| ASSIGNED TASK |
Using the records beneath, say how many lines contain the word "true", without comment.

------------------------

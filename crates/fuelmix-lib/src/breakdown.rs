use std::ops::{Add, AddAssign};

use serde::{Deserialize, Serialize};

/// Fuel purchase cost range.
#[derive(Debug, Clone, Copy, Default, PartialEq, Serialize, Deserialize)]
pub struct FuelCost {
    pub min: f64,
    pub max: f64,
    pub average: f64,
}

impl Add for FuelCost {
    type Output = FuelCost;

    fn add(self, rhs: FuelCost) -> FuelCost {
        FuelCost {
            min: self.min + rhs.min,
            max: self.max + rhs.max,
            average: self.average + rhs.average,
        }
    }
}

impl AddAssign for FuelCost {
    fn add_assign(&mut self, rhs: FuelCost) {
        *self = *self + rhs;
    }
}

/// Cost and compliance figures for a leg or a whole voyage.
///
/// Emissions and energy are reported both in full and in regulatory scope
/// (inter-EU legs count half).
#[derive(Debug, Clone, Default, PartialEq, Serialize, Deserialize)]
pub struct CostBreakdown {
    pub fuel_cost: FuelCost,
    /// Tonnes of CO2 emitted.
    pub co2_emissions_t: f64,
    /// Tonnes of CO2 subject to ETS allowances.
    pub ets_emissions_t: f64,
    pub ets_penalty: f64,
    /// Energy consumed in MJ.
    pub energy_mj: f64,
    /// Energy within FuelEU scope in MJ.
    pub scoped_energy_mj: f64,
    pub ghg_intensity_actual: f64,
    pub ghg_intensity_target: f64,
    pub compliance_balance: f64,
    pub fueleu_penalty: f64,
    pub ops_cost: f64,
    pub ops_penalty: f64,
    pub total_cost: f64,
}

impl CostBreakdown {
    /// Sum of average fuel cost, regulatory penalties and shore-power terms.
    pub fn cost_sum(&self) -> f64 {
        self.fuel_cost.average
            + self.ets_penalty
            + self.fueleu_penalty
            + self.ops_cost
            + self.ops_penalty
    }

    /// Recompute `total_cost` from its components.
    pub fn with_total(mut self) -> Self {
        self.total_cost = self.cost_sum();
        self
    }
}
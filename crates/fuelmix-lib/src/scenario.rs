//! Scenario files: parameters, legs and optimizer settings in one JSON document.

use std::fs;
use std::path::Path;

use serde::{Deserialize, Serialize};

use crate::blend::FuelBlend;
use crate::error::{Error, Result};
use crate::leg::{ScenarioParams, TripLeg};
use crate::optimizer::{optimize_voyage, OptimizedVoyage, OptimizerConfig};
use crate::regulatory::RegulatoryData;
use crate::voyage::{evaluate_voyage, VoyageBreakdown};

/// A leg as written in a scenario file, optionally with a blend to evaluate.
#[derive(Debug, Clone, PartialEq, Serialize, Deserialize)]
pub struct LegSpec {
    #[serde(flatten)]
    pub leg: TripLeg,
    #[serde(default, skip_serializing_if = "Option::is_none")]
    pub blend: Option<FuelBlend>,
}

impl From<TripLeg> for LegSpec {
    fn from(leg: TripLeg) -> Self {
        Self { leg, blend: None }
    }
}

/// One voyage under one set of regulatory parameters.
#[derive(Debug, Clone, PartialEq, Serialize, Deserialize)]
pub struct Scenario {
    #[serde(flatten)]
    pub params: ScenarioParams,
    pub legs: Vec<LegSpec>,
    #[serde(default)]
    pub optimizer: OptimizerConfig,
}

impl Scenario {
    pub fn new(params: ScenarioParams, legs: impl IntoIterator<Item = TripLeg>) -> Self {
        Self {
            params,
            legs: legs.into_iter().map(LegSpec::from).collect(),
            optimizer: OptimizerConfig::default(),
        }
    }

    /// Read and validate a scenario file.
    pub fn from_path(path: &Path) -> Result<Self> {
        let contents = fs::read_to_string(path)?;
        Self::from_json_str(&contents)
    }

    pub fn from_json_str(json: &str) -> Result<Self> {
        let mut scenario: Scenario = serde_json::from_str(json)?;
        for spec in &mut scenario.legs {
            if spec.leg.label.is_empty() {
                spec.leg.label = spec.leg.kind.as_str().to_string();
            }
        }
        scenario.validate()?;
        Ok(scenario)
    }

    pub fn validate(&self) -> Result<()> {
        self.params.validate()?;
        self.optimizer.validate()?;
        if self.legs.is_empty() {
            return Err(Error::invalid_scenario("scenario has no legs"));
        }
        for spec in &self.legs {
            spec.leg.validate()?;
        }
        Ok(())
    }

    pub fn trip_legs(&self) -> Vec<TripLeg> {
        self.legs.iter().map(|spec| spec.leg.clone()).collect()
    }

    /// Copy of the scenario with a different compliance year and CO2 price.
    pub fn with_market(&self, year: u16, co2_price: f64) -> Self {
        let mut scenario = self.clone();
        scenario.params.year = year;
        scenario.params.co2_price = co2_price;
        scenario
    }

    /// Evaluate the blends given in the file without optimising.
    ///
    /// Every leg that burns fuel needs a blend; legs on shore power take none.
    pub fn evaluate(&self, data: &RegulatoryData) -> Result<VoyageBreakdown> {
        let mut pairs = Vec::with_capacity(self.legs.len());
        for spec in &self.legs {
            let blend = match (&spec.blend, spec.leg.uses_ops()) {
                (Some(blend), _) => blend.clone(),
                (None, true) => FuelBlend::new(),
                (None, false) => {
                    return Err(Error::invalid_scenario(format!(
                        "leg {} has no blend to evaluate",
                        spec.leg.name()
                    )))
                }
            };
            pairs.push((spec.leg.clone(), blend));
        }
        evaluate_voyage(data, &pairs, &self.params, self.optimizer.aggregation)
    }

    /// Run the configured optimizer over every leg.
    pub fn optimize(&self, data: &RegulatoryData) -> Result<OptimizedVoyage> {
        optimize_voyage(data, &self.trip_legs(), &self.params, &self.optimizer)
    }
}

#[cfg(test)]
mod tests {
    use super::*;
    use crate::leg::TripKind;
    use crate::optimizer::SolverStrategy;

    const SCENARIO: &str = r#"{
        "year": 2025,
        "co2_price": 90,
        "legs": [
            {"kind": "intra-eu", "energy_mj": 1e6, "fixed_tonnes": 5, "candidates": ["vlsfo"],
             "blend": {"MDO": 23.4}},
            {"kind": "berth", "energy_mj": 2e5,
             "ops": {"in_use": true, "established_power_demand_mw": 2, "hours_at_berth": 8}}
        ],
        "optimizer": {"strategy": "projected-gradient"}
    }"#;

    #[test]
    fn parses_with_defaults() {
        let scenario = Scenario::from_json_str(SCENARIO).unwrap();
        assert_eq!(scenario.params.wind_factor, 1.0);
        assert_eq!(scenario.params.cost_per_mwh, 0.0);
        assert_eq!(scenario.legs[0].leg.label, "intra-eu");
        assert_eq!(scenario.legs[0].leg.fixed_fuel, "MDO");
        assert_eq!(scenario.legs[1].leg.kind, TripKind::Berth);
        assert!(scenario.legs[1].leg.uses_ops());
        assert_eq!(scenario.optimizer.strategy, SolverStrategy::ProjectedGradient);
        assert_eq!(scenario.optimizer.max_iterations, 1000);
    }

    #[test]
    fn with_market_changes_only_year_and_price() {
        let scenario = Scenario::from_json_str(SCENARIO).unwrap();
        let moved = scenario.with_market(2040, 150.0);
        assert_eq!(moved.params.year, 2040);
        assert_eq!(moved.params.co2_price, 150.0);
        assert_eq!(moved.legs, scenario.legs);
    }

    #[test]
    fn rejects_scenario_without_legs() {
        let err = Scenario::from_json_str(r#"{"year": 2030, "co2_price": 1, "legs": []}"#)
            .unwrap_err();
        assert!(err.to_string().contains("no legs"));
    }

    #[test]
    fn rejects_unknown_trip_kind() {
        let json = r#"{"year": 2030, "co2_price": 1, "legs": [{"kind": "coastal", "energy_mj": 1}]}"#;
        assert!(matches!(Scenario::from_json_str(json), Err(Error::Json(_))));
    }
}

------------------------

| RESPONSE |
2